Animal Appetite
Carey’s dissertation was dated eighteen years ago. The connection: As my scabbed hands and knees reminded me, among the odds and ends found in and on Jack Andrews’s desk eighteen years ago, after his murder, had been that tantalizing slip of paper that bore the title And One Fought Back. A privately printed book. A dissertation. Both about Hannah Duston. Jack’s interest in her. Randall’s.

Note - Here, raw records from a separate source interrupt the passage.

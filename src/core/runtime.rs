//! Analysis runtime
//!
//! One worker task per tracked symbol. The worker exclusively owns that
//! symbol's price history: ticks mutate it, evaluation triggers read an
//! owned snapshot, and nothing on the ingestion path blocks. Reports fan
//! out through a shared latest-report map and a broadcast channel.

use crate::market::history::PriceHistory;
use crate::metrics::Metrics;
use crate::models::signal::EvaluationReport;
use crate::services::market_data::TickSource;
use crate::signals::engine::{SignalEngine, MIN_CANDLES};
use futures_util::StreamExt;
use std::collections::HashMap;
use std::sync::Arc;
use std::time::Instant;
use tokio::sync::{broadcast, mpsc, RwLock};
use tracing::{debug, info, warn};

/// Configuration for the analysis runtime
#[derive(Clone)]
pub struct RuntimeConfig {
    pub symbols: Vec<String>,
    pub history_capacity: usize,
}

impl Default for RuntimeConfig {
    fn default() -> Self {
        Self {
            symbols: vec!["BTCUSDT".to_string()],
            history_capacity: crate::market::history::DEFAULT_CAPACITY,
        }
    }
}

struct SymbolWorker {
    trigger: mpsc::Sender<()>,
    task: tokio::task::JoinHandle<()>,
}

/// Runtime coordinating tick ingestion and scheduled evaluation passes
pub struct SignalRuntime {
    config: RuntimeConfig,
    source: Arc<dyn TickSource>,
    metrics: Arc<Metrics>,
    latest: Arc<RwLock<HashMap<String, EvaluationReport>>>,
    reports_tx: broadcast::Sender<EvaluationReport>,
    workers: RwLock<HashMap<String, SymbolWorker>>,
}

impl SignalRuntime {
    pub fn new(config: RuntimeConfig, source: Arc<dyn TickSource>, metrics: Arc<Metrics>) -> Self {
        let (reports_tx, _) = broadcast::channel(64);
        Self {
            config,
            source,
            metrics,
            latest: Arc::new(RwLock::new(HashMap::new())),
            reports_tx,
            workers: RwLock::new(HashMap::new()),
        }
    }

    /// Latest evaluation report for a symbol, if one has been produced.
    pub async fn latest_report(&self, symbol: &str) -> Option<EvaluationReport> {
        self.latest.read().await.get(symbol).cloned()
    }

    /// Symbols with an active worker.
    pub async fn tracked_symbols(&self) -> Vec<String> {
        let mut symbols: Vec<String> = self.workers.read().await.keys().cloned().collect();
        symbols.sort();
        symbols
    }

    /// Subscribe to every report the runtime produces.
    pub fn subscribe_reports(&self) -> broadcast::Receiver<EvaluationReport> {
        self.reports_tx.subscribe()
    }

    /// Start tracking a symbol: seed its history from the tick source, then
    /// spawn its worker task.
    pub async fn track_symbol(
        &self,
        symbol: &str,
    ) -> Result<(), Box<dyn std::error::Error + Send + Sync>> {
        if self.workers.read().await.contains_key(symbol) {
            return Ok(());
        }

        let seed = self
            .source
            .seed_candles(symbol, self.config.history_capacity)
            .await?;
        if seed.is_empty() {
            return Err(format!("no seed candles available for {}", symbol).into());
        }
        if seed.len() < MIN_CANDLES {
            warn!(
                symbol = %symbol,
                count = seed.len(),
                min = MIN_CANDLES,
                "SignalRuntime: short seed for {} ({} < {}), evaluation deferred until warm",
                symbol,
                seed.len(),
                MIN_CANDLES
            );
        }

        let mut history = PriceHistory::new(self.config.history_capacity);
        history.seed(&seed);

        let ticks = self.source.subscribe(symbol).await?;
        let (trigger_tx, trigger_rx) = mpsc::channel(8);

        let task = tokio::spawn(run_symbol_worker(
            symbol.to_string(),
            history,
            ticks,
            trigger_rx,
            self.latest.clone(),
            self.reports_tx.clone(),
            self.metrics.clone(),
        ));

        self.workers.write().await.insert(
            symbol.to_string(),
            SymbolWorker {
                trigger: trigger_tx,
                task,
            },
        );
        self.metrics.symbols_tracked.inc();

        info!(
            symbol = %symbol,
            seed = seed.len(),
            "SignalRuntime: tracking {} ({} seed candles)",
            symbol,
            seed.len()
        );
        Ok(())
    }

    /// Stop tracking a symbol: the worker is aborted, which stops tick
    /// consumption and releases the symbol's history buffer.
    pub async fn untrack_symbol(&self, symbol: &str) {
        if let Some(worker) = self.workers.write().await.remove(symbol) {
            worker.task.abort();
            self.latest.write().await.remove(symbol);
            self.metrics.symbols_tracked.dec();
            info!(symbol = %symbol, "SignalRuntime: stopped tracking {}", symbol);
        }
    }

    /// Request an evaluation pass for one symbol. Requests against a full
    /// trigger queue are dropped; another pass is already pending.
    pub async fn request_evaluation(&self, symbol: &str) {
        if let Some(worker) = self.workers.read().await.get(symbol) {
            if worker.trigger.try_send(()).is_err() {
                debug!(symbol = %symbol, "SignalRuntime: evaluation already pending for {}", symbol);
            }
        }
    }

    /// Track every configured symbol.
    pub async fn start(&self) -> Result<(), Box<dyn std::error::Error + Send + Sync>> {
        for symbol in self.config.symbols.clone() {
            self.track_symbol(&symbol).await?;
        }
        info!(
            symbol_count = self.config.symbols.len(),
            "SignalRuntime: started with {} symbols",
            self.config.symbols.len()
        );
        Ok(())
    }

    /// Stop all workers.
    pub async fn stop(&self) {
        let mut workers = self.workers.write().await;
        for (symbol, worker) in workers.drain() {
            worker.task.abort();
            self.metrics.symbols_tracked.dec();
            debug!(symbol = %symbol, "SignalRuntime: worker stopped for {}", symbol);
        }
        info!("SignalRuntime: stopped");
    }
}

async fn run_symbol_worker(
    symbol: String,
    mut history: PriceHistory,
    mut ticks: futures_util::stream::BoxStream<'static, crate::models::candle::PriceTick>,
    mut trigger_rx: mpsc::Receiver<()>,
    latest: Arc<RwLock<HashMap<String, EvaluationReport>>>,
    reports_tx: broadcast::Sender<EvaluationReport>,
    metrics: Arc<Metrics>,
) {
    loop {
        tokio::select! {
            tick = ticks.next() => {
                match tick {
                    Some(tick) => {
                        history.append_tick(&tick);
                        metrics.ticks_ingested_total.inc();
                    }
                    None => {
                        warn!(symbol = %symbol, "SignalRuntime: tick stream ended for {}", symbol);
                        break;
                    }
                }
            }
            trigger = trigger_rx.recv() => {
                match trigger {
                    Some(()) => {
                        if history.len() < MIN_CANDLES {
                            debug!(
                                symbol = %symbol,
                                len = history.len(),
                                "SignalRuntime: {} still warming up ({}/{})",
                                symbol,
                                history.len(),
                                MIN_CANDLES
                            );
                            continue;
                        }

                        metrics.signal_evaluations_active.inc();
                        let start = Instant::now();
                        let report = SignalEngine::evaluate(&history.window(), &symbol);
                        metrics
                            .signal_evaluation_duration_seconds
                            .observe(start.elapsed().as_secs_f64());
                        metrics.signal_evaluations_active.dec();

                        if let Some(report) = report {
                            metrics.signal_evaluations_total.inc();
                            debug!(
                                symbol = %symbol,
                                action = ?report.consensus.action,
                                confidence = report.consensus.confidence,
                                "SignalRuntime: evaluated {} -> {:?} ({:.1}%)",
                                symbol,
                                report.consensus.action,
                                report.consensus.confidence * 100.0
                            );
                            latest.write().await.insert(symbol.clone(), report.clone());
                            let _ = reports_tx.send(report);
                        }
                    }
                    None => break,
                }
            }
        }
    }
}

With photographic recall, I could see the heading of
Jack’s obituary: JOHN W. ANDREWS, PUBLISHER. His profession: publisher. In pursuing his lives, public and private, open and secret, I’d viewed Damned Yankee Press mainly as the scene of his murder. In tracking down his wife, his lover, his dog, and his children, legitimate and otherwise, I’d treated the Damned Yankee guides as Jack’s excuse to make business-as-pleasure trips to bookstores in towns and cities where and when there just so happened to be dog shows. Jack’s profession, however, had been more than a cover for his hidden life in dogs. John W. Andrews, publisher, had also published books: the guides, of course, and books of regional interest, books like the ones still stacked everywhere at the press, including, for instance, a book about Lizzie Borden. It had even briefly crossed my mind that Jack might have thought about reissuing And One Fought Back.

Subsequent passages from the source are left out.